OPINION

The tale of a tax

It appears the idea of putting sales taxes back on groceries has crashed and burned before takeoff.

That might have been predictable.

It's not as horrible an idea as it sounds, in context. I'm going to explain that. But it's no matter. Politics is music. It is how it sounds.

It sounds quite awful, doesn't it?

You have legislators advancing the idea at the state Capitol. Then you have a local television station going to a supermarket and asking shoppers a question that answers itself: How would they like seeing more sales taxes added at the bottom of that long grocery receipt?

Why, that'd be just peachy, thank you.

I'm kidding. Of course.


Then a little-known Democratic candidate for governor looking for an opening sees one. Jared Henderson, hoping to introduce a new Arkansas Democratic generation and take on Asa Hutchinson in the fall, puts out a news release saying people will not be paying more sales taxes on their bread and milk and eggs if he becomes governor and has anything to say about it.

It seems the normally cautious Hutchinson got so distracted going around the state trying to out-conservative Jan Morgan that he let ham-handed legislators make a little mess back at the Capitol.

Here's a summary of what led to this flare-up.

Hutchinson intends when re-elected to reduce personal income-tax rates further. It's a Republican thing. He and Republicans believe cutting income taxes stimulates job growth.

Some Republicans have always thought former Gov. Mike Beebe's steady drawdown of the state sales tax on groceries--now down to 1.5 percent and set to go away nearly altogether early next year--was a silly campaign promise that kept the state from affording more valuable cuts in income-tax rates.

So, at the governor's behest, the Legislature set up a task force that is now at work scouring all sales-tax exemptions on the books. The idea is to see if a few could be put back to raise money to offset the budgetary impact of the income-tax cuts coming next year.

At a recent meeting, the task force agreed to include the grocery-tax reductions of the Beebe era on a list of possibilities suitable for study--mere study--for restoration.

Now this is important: The task force did that mainly because its expert out-of-state consultant told the truth on policy. It was that, if you really want to help low-income people, it is more efficient simply to cut their income taxes with some specific targeted rebate or credit than to draw down everyone's grocery tax.

Poor folks will get more money that way, probably, depending on the nature of the tax credit. Better-off folks can keep paying grocery taxes, fortifying the state treasury for an income-tax cut they will enjoy.

Let me rephrase in the interest of clarity: Taking the sales tax off groceries for everybody is not the smartest direct way to help poor people specifically. Targeted special income-tax cuts that affect no other classes of taxpayers--that's better.

The only problem is the sound of the music.
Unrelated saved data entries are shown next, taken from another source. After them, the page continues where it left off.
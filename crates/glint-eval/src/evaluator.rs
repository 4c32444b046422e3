//! The tree-walking evaluator.
//!
//! Walks the AST directly, resolving names through the display and
//! memoising each name-bearing node's binding in its cache slot on
//! first evaluation. Domain clamping happens here, at the statement and
//! operator sites that feed the light hardware model: stored integer
//! channel values live in `[1, 255]`.

use crate::display::Display;
use crate::error::{ErrorKind, EvalError, EvalResult};
use crate::function::{FunctionDefinition, FunctionInvocation};
use crate::sink::{ConsoleSink, PersistSink};
use crate::store::{LightStore, FRAME_LINE};
use glint_types::ast::{
    AssignOp, BinOp, Block, Expr, ExprKind, FnDefStmt, FnId, FnSlot, Ident, Program, RefSlot,
    Reference, Stmt, UnaryOp,
};
use glint_types::Value;
use std::rc::Rc;
use std::thread;
use std::time::Duration;

/// Lower bound of the stored channel range.
pub const CHANNEL_MIN: i64 = 1;
/// Upper bound of the stored channel range.
pub const CHANNEL_MAX: i64 = 255;

/// Runtime resource limits.
#[derive(Debug, Clone, Copy)]
pub struct Limits {
    /// Concurrent declared arrays.
    pub max_arrays: usize,
    /// Lights per declared array.
    pub max_lights: usize,
    /// Dynamic call depth, guarding runaway recursion.
    pub max_call_depth: usize,
}

impl Default for Limits {
    fn default() -> Self {
        Self {
            max_arrays: 10,
            max_lights: 1000,
            max_call_depth: 256,
        }
    }
}

/// The interpreter: display, LED store, function registry and sinks.
pub struct Interpreter<C, P> {
    display: Display,
    store: LightStore,
    /// Registry backing [`FnId`] call-site caches.
    functions: Vec<Rc<FunctionDefinition>>,
    console: C,
    files: P,
    limits: Limits,
    call_depth: usize,
}
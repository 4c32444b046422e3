//! Glint runtime: a tree-walking evaluator for the Glint LED scripting
//! language.
//!
//! The evaluator walks the AST from `glint-types` directly. Variable and
//! function occurrences memoise their resolved binding in per-node cache
//! slots, values flow through the display's activation frames, and the
//! LED statements drive a bounded in-memory light store whose dumps go
//! to pluggable console and file sinks.
//!
//! ```
//! use glint_eval::{Interpreter, MemoryConsole, MemoryStore};
//! use glint_types::ast::{Expr, Program, Stmt};
//!
//! let program = Program::new(vec![
//!     Stmt::assign("brightness", Expr::integer(200)),
//!     Stmt::flip("brightness"),
//! ]);
//! let mut interp = Interpreter::new(MemoryConsole::default(), MemoryStore::default());
//! interp.run(&program).unwrap();
//! assert_eq!(interp.global("brightness"), Some(glint_types::Value::Integer(55)));
//! ```

mod display;
mod error;
mod evaluator;
mod function;
mod sink;
mod store;

pub use display::{Display, MAX_NESTING};
pub use error::{Diagnostic, ErrorKind, EvalError, EvalResult};
pub use evaluator::{Interpreter, Limits, CHANNEL_MAX, CHANNEL_MIN};
pub use function::{FunctionDefinition, FunctionInvocation};
pub use sink::{
    ConsoleSink, DirStore, MemoryConsole, MemoryStore, PersistSink, StdoutConsole, SAVE_EXTENSION,
};
pub use store::{Colour, LedArray, Light, LightStore, FRAME_LINE};
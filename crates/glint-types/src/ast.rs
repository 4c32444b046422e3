//! AST node types for the Glint language.
//!
//! The tree is produced once by the front end and never rebuilt, so each
//! syntactic occurrence of a name maps to exactly one node instance.
//! Name-bearing nodes carry a lazily-populated resolution cache slot
//! ([`RefSlot`] / [`FnSlot`]): the evaluator resolves the name on first
//! evaluation and memoises the *binding* there. Only the binding is
//! cached — the current value is always re-read through the display.
//!
//! Every node carries a [`Span`] for error reporting. Large recursive
//! types are boxed to keep enum sizes reasonable.

use crate::Span;
use std::cell::Cell;
use std::rc::Rc;

// ══════════════════════════════════════════════════════════════════════════════
// Binding handles & cache slots
// ══════════════════════════════════════════════════════════════════════════════

/// Handle to a variable storage cell: a lexical level plus a slot number
/// within that level's activation record. The cell behind a reference is
/// resolved through the live display, so a cached reference observes the
/// current value of the current activation at its level.
#[derive(Debug, Clone, Copy, PartialEq, Eq)]
pub struct Reference {
    pub level: u32,
    pub slot: u32,
}

impl Reference {
    pub fn new(level: u32, slot: u32) -> Self {
        Self { level, slot }
    }
}

/// Handle into the evaluator's function registry.
#[derive(Debug, Clone, Copy, PartialEq, Eq)]
pub struct FnId(pub u32);

/// Per-node memo slot for a resolved variable [`Reference`].
///
/// Populated at most once per node instance; the AST itself never reads
/// it. Cloning a node yields an empty slot, since a clone is a new
/// syntactic occurrence.
#[derive(Debug, Default)]
pub struct RefSlot(Cell<Option<Reference>>);

impl RefSlot {
    pub fn get(&self) -> Option<Reference> {
        self.0.get()
    }

    pub fn fill(&self, reference: Reference) {
        self.0.set(Some(reference));
    }
}

impl Clone for RefSlot {
    fn clone(&self) -> Self {
        Self::default()
    }
}

impl PartialEq for RefSlot {
    // Cache state is not part of the syntax tree.
    fn eq(&self, _other: &Self) -> bool {
        true
    }
}

/// Per-node memo slot for a resolved [`FnId`].
#[derive(Debug, Default)]
pub struct FnSlot(Cell<Option<FnId>>);

impl FnSlot {
    pub fn get(&self) -> Option<FnId> {
        self.0.get()
    }

    pub fn fill(&self, id: FnId) {
        self.0.set(Some(id));
    }
}

impl Clone for FnSlot {
    fn clone(&self) -> Self {
        Self::default()
    }
}

impl PartialEq for FnSlot {
    fn eq(&self, _other: &Self) -> bool {
        true
    }
}

// ══════════════════════════════════════════════════════════════════════════════
// Top Level
// ══════════════════════════════════════════════════════════════════════════════

/// A complete Glint program: statements executed in order.
#[derive(Debug, Clone, PartialEq)]
pub struct Program {
    pub stmts: Vec<Stmt>,
    pub span: Span,
}

impl Program {
    pub fn new(stmts: Vec<Stmt>) -> Self {
        Self {
            stmts,
            span: Span::default(),
        }
    }
}

/// A spanned identifier.
#[derive(Debug, Clone, PartialEq)]
pub struct Ident {
    pub name: String,
    pub span: Span,
}

impl Ident {
    pub fn new(name: impl Into<String>, span: Span) -> Self {
        Self {
            name: name.into(),
            span,
        }
    }
}

/// `{ statements... }`
#[derive(Debug, Clone, PartialEq)]
pub struct Block {
    pub stmts: Vec<Stmt>,
    pub span: Span,
}

impl Block {
    pub fn new(stmts: Vec<Stmt>) -> Self {
        Self {
            stmts,
            span: Span::default(),
        }
    }

    pub fn empty() -> Self {
        Self::new(Vec::new())
    }
}

// ══════════════════════════════════════════════════════════════════════════════
// Statements
// ══════════════════════════════════════════════════════════════════════════════

/// A statement.
#[derive(Debug, Clone, PartialEq)]
pub enum Stmt {
    /// `x = expr`, `x += expr`, `x -= expr`, `x *= expr`, `x /= expr`
    Assign(AssignStmt),
    /// Store `clamp(255 - x)` back into `x`.
    Flip(TargetStmt),
    /// Store 1 into the target.
    Clear(TargetStmt),
    /// Store 255 into the target.
    Fill(TargetStmt),
    /// `if cond { ... } [else { ... }]`
    If(IfStmt),
    /// C-style three-clause loop.
    For(ForStmt),
    /// Function definition.
    FnDef(FnDefStmt),
    /// Statement-position function call (return value, if any, discarded).
    Call(CallStmt),
    /// Block the interpreter for the given number of seconds.
    Delay(DelayStmt),
    /// Declare a named light array.
    Leds(LedsStmt),
    /// Set one light's RGB channels (and derived colour name).
    Update(UpdateStmt),
    /// Dump an array's raw `R-G-B` records to the console sink.
    Write(DumpStmt),
    /// Dump an array's colour names to the console sink.
    Info(DumpStmt),
    /// Persist an array's raw records to the file sink.
    Save(DumpStmt),
}

impl Stmt {
    /// The span of the statement, for error context.
    pub fn span(&self) -> Span {
        match self {
            Stmt::Assign(s) => s.span,
            Stmt::Flip(s) | Stmt::Clear(s) | Stmt::Fill(s) => s.span,
            Stmt::If(s) => s.span,
            Stmt::For(s) => s.span,
            Stmt::FnDef(s) => s.span,
            Stmt::Call(s) => s.span,
            Stmt::Delay(s) => s.span,
            Stmt::Leds(s) => s.span,
            Stmt::Update(s) => s.span,
            Stmt::Write(s) | Stmt::Info(s) | Stmt::Save(s) => s.span,
        }
    }

    /// `target = value`
    pub fn assign(target: &str, value: Expr) -> Stmt {
        Stmt::Assign(AssignStmt::new(target, AssignOp::Set, value))
    }

    /// `target <op>= value`
    pub fn compound(target: &str, op: AssignOp, value: Expr) -> Stmt {
        Stmt::Assign(AssignStmt::new(target, op, value))
    }

    pub fn flip(target: &str) -> Stmt {
        Stmt::Flip(TargetStmt::new(target))
    }

    pub fn clear(target: &str) -> Stmt {
        Stmt::Clear(TargetStmt::new(target))
    }

    pub fn fill(target: &str) -> Stmt {
        Stmt::Fill(TargetStmt::new(target))
    }
}

/// The assignment operator family.
#[derive(Debug, Clone, Copy, PartialEq, Eq)]
pub enum AssignOp {
    Set,
    Add,
    Sub,
    Mul,
    Div,
}

/// `target <op>= value`
#[derive(Debug, Clone, PartialEq)]
pub struct AssignStmt {
    pub target: Ident,
    pub op: AssignOp,
    pub value: Expr,
    pub cache: RefSlot,
    pub span: Span,
}

impl AssignStmt {
    pub fn new(target: &str, op: AssignOp, value: Expr) -> Self {
        Self {
            target: Ident::new(target, Span::default()),
            op,
            value,
            cache: RefSlot::default(),
            span: Span::default(),
        }
    }
}

/// A statement that only names its target (flip / clear / fill).
#[derive(Debug, Clone, PartialEq)]
pub struct TargetStmt {
    pub target: Ident,
    pub cache: RefSlot,
    pub span: Span,
}

impl TargetStmt {
    pub fn new(target: &str) -> Self {
        Self {
            target: Ident::new(target, Span::default()),
            cache: RefSlot::default(),
            span: Span::default(),
        }
    }
}

/// `if cond { ... } [else { ... }]`
#[derive(Debug, Clone, PartialEq)]
pub struct IfStmt {
    pub cond: Expr,
    pub then_block: Block,
    pub else_block: Option<Block>,
    pub span: Span,
}

impl IfStmt {
    pub fn new(cond: Expr, then_block: Block, else_block: Option<Block>) -> Self {
        Self {
            cond,
            then_block,
            else_block,
            span: Span::default(),
        }
    }
}

/// `for (init; cond; step) { body }`
#[derive(Debug, Clone, PartialEq)]
pub struct ForStmt {
    pub init: Box<Stmt>,
    pub cond: Expr,
    pub step: Box<Stmt>,
    pub body: Block,
    pub span: Span,
}

impl ForStmt {
    pub fn new(init: Stmt, cond: Expr, step: Stmt, body: Block) -> Self {
        Self {
            init: Box::new(init),
            cond,
            step: Box::new(step),
            body,
            span: Span::default(),
        }
    }
}

/// Function definition: name, parameters, body, optional return expression.
///
/// The body and return expression are reference-counted so the runtime
/// function definition can share them without cloning the subtrees.
#[derive(Debug, Clone, PartialEq)]
pub struct FnDefStmt {
    pub name: Ident,
    pub params: Vec<Ident>,
    pub body: Rc<Block>,
    pub return_expr: Option<Rc<Expr>>,
    pub cache: FnSlot,
    pub span: Span,
}

impl FnDefStmt {
    pub fn new(name: &str, params: &[&str], body: Block, return_expr: Option<Expr>) -> Self {
        Self {
            name: Ident::new(name, Span::default()),
            params: params
                .iter()
                .map(|p| Ident::new(*p, Span::default()))
                .collect(),
            body: Rc::new(body),
            return_expr: return_expr.map(Rc::new),
            cache: FnSlot::default(),
            span: Span::default(),
        }
    }
}

/// Statement-position call: `name(args)`.
#[derive(Debug, Clone, PartialEq)]
pub struct CallStmt {
    pub name: Ident,
    pub args: Vec<Expr>,
    pub cache: FnSlot,
    pub span: Span,
}

impl CallStmt {
    pub fn new(name: &str, args: Vec<Expr>) -> Self {
        Self {
            name: Ident::new(name, Span::default()),
            args,
            cache: FnSlot::default(),
            span: Span::default(),
        }
    }
}

/// `delay seconds`
#[derive(Debug, Clone, PartialEq)]
pub struct DelayStmt {
    pub seconds: Expr,
    pub span: Span,
}

impl DelayStmt {
    pub fn new(seconds: Expr) -> Self {
        Self {
            seconds,
            span: Span::default(),
        }
    }
}

/// `leds size name` — declare a light array.
#[derive(Debug, Clone, PartialEq)]
pub struct LedsStmt {
    pub size: Expr,
    pub name: Expr,
    pub span: Span,
}

impl LedsStmt {
    pub fn new(size: Expr, name: Expr) -> Self {
        Self {
            size,
            name,
            span: Span::default(),
        }
    }
}

/// `update r g b index name` — set one light of a named array.
#[derive(Debug, Clone, PartialEq)]
pub struct UpdateStmt {
    pub red: Expr,
    pub green: Expr,
    pub blue: Expr,
    pub index: Expr,
    pub array: Expr,
    pub span: Span,
}

impl UpdateStmt {
    pub fn new(red: Expr, green: Expr, blue: Expr, index: Expr, array: Expr) -> Self {
        Self {
            red,
            green,
            blue,
            index,
            array,
            span: Span::default(),
        }
    }
}

/// A dump/persist statement naming an array (`write`, `info`, `save`).
#[derive(Debug, Clone, PartialEq)]
pub struct DumpStmt {
    pub array: Expr,
    pub span: Span,
}

impl DumpStmt {
    pub fn new(array: Expr) -> Self {
        Self {
            array,
            span: Span::default(),
        }
    }
}

// ══════════════════════════════════════════════════════════════════════════════
// Expressions
// ══════════════════════════════════════════════════════════════════════════════

/// An expression node. Uses `Box` for recursive variants.
#[derive(Debug, Clone, PartialEq)]
pub struct Expr {
    pub kind: ExprKind,
    pub span: Span,
}

/// The expression kinds.
#[derive(Debug, Clone, PartialEq)]
pub enum ExprKind {
    IntegerLit(i64),
    RationalLit(f64),
    StringLit(String),
    BoolLit(bool),
    /// Variable or parameter dereference.
    Deref { name: Ident, cache: RefSlot },
    Unary {
        op: UnaryOp,
        operand: Box<Expr>,
    },
    Binary {
        op: BinOp,
        left: Box<Expr>,
        right: Box<Expr>,
    },
    /// Expression-position call — the callee must have a return value.
    Invoke {
        name: Ident,
        args: Vec<Expr>,
        cache: FnSlot,
    },
}

/// Unary operators.
#[derive(Debug, Clone, Copy, PartialEq, Eq)]
pub enum UnaryOp {
    Plus,
    Minus,
    Not,
}

/// Binary operators.
#[derive(Debug, Clone, Copy, PartialEq, Eq)]
pub enum BinOp {
    Or,
    And,
    Eq,
    Neq,
    Gte,
    Lte,
    Gt,
    Lt,
    Add,
    Sub,
    Mul,
    Div,
}

impl Expr {
    pub fn new(kind: ExprKind, span: Span) -> Self {
        Self { kind, span }
    }

    pub fn integer(value: i64) -> Expr {
        Expr::new(ExprKind::IntegerLit(value), Span::default())
    }

    pub fn rational(value: f64) -> Expr {
        Expr::new(ExprKind::RationalLit(value), Span::default())
    }

    pub fn string(value: impl Into<String>) -> Expr {
        Expr::new(ExprKind::StringLit(value.into()), Span::default())
    }

    pub fn boolean(value: bool) -> Expr {
        Expr::new(ExprKind::BoolLit(value), Span::default())
    }

    /// A variable dereference with an empty cache slot.
    pub fn var(name: &str) -> Expr {
        Expr::new(
            ExprKind::Deref {
                name: Ident::new(name, Span::default()),
                cache: RefSlot::default(),
            },
            Span::default(),
        )
    }

    pub fn unary(op: UnaryOp, operand: Expr) -> Expr {
        Expr::new(
            ExprKind::Unary {
                op,
                operand: Box::new(operand),
            },
            Span::default(),
        )
    }

    pub fn binary(op: BinOp, left: Expr, right: Expr) -> Expr {
        Expr::new(
            ExprKind::Binary {
                op,
                left: Box::new(left),
                right: Box::new(right),
            },
            Span::default(),
        )
    }

    /// An expression-position call with an empty cache slot.
    pub fn invoke(name: &str, args: Vec<Expr>) -> Expr {
        Expr::new(
            ExprKind::Invoke {
                name: Ident::new(name, Span::default()),
                args,
                cache: FnSlot::default(),
            },
            Span::default(),
        )
    }
}

#[cfg(test)]
mod tests {
    use super::*;

    #[test]
    fn ref_slot_fills_once_and_reads_back() {
        let slot = RefSlot::default();
        assert_eq!(slot.get(), None);
        slot.fill(Reference::new(0, 3));
        assert_eq!(slot.get(), Some(Reference::new(0, 3)));
    }

    #[test]
    fn cloned_nodes_get_fresh_cache_slots() {
        let original = Expr::var("x");
        if let ExprKind::Deref { cache, .. } = &original.kind {
            cache.fill(Reference::new(1, 0));
        }
        let copy = original.clone();
        if let ExprKind::Deref { cache, .. } = &copy.kind {
            assert_eq!(cache.get(), None, "a clone is a new syntactic occurrence");
        } else {
            unreachable!();
        }
    }

    #[test]
    fn cache_state_does_not_affect_equality() {
        let a = Expr::var("x");
        let b = Expr::var("x");
        if let ExprKind::Deref { cache, .. } = &a.kind {
            cache.fill(Reference::new(0, 0));
        }
        assert_eq!(a, b);
    }

    #[test]
    fn stmt_span_reaches_payload() {
        let mut s = AssignStmt::new("x", AssignOp::Set, Expr::integer(1));
        s.span = Span::point(4, 2);
        assert_eq!(Stmt::Assign(s).span(), Span::point(4, 2));
    }
}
Confronted with Democrat Henderson's criticism, Asa interrupted his Morgan fixation to say he has always favored the grocery-tax cut. He said the only thing that had happened was that the legislative study group put a proposal on the table for debate, among scores of others.

When that didn't seem enough, Hutchinson made a second-day statement. He wanted no restoration of sales taxes on groceries, period.

If everyone in the state had time to attend seminars on the issue, then the reinstatement of grocery taxes in exchange for earned-income tax relief on low incomes would be a simple matter of (1) arithmetic and (2) whether you prefer a break at the grocery store as you go along or a lump sum after you file your taxes once a year.

But that's policy and mathematics. This is politics.

The idea that politicians would put back the grocery tax no sooner than they reduced it pursuant to a campaign promise ... that's some serious political dissonance.

It's probably never a good idea to let your expert tax-policy consultant get out ahead of your politics. And it's probably naïve to think you can put the issue of higher taxes on people's groceries up for study without somebody saying something.

There are other things you could do as policy, politics and math. You could keep the grocery exemption, grant an earned-income tax credit on low incomes, and make up the lost revenue by raising high-end personal income-tax rates.

But in this raging Republican environment, that one crashed before I could get it typed.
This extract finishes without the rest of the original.